* Exercise description *
The word to look for is "config". Report every line of the entries below that has it.

========================================

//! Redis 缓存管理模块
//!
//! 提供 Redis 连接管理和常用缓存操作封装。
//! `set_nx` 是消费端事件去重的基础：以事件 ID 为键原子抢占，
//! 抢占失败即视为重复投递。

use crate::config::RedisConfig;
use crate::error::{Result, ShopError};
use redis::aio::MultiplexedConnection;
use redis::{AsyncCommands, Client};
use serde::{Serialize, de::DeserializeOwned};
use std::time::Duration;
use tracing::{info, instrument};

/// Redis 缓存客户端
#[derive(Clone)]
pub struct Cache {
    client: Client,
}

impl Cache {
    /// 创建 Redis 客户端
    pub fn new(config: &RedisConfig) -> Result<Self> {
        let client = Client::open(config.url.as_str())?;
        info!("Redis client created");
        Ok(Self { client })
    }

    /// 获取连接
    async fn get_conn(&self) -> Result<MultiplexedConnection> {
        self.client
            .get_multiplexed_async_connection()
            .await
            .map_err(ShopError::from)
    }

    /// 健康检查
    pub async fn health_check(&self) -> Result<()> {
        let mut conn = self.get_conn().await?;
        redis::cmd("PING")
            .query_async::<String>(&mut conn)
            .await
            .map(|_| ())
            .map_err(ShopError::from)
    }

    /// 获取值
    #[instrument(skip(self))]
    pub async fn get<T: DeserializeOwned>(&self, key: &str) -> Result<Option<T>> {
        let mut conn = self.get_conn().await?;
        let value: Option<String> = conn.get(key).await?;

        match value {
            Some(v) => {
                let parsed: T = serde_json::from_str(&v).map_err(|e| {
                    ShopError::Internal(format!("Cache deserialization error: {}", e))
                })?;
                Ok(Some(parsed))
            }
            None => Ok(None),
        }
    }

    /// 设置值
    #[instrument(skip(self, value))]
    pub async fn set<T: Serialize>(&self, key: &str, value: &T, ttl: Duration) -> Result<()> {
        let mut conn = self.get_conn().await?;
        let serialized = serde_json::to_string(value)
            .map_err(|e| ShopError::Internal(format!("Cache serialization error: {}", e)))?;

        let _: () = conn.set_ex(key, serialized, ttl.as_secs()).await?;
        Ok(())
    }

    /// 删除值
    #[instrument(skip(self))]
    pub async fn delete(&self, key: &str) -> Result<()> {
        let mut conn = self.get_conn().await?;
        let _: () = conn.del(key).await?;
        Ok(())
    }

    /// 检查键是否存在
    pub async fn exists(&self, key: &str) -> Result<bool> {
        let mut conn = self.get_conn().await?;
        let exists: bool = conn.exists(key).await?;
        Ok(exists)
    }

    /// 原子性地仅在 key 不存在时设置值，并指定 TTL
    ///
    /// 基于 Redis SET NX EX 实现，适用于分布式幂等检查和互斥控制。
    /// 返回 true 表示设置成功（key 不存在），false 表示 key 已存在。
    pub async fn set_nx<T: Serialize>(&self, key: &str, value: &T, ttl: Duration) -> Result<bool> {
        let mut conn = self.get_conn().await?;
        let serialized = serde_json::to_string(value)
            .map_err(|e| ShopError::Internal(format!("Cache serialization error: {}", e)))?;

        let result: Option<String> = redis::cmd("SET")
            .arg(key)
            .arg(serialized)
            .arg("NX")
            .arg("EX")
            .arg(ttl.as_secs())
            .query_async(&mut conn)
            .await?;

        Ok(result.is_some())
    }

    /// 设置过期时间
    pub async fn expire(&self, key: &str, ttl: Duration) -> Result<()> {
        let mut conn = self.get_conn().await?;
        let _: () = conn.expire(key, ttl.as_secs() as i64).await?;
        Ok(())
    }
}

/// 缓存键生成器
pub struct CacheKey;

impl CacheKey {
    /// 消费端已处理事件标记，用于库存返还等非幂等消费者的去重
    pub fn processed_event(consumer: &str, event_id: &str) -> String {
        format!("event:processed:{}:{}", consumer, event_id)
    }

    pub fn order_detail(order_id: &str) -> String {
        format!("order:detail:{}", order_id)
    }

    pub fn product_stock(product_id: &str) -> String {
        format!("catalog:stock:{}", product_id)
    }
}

========================================

* Written reply *
use crate::config::RedisConfig;
    pub fn new(config: &RedisConfig) -> Result<Self> {
        let client = Client::open(config.url.as_str())?;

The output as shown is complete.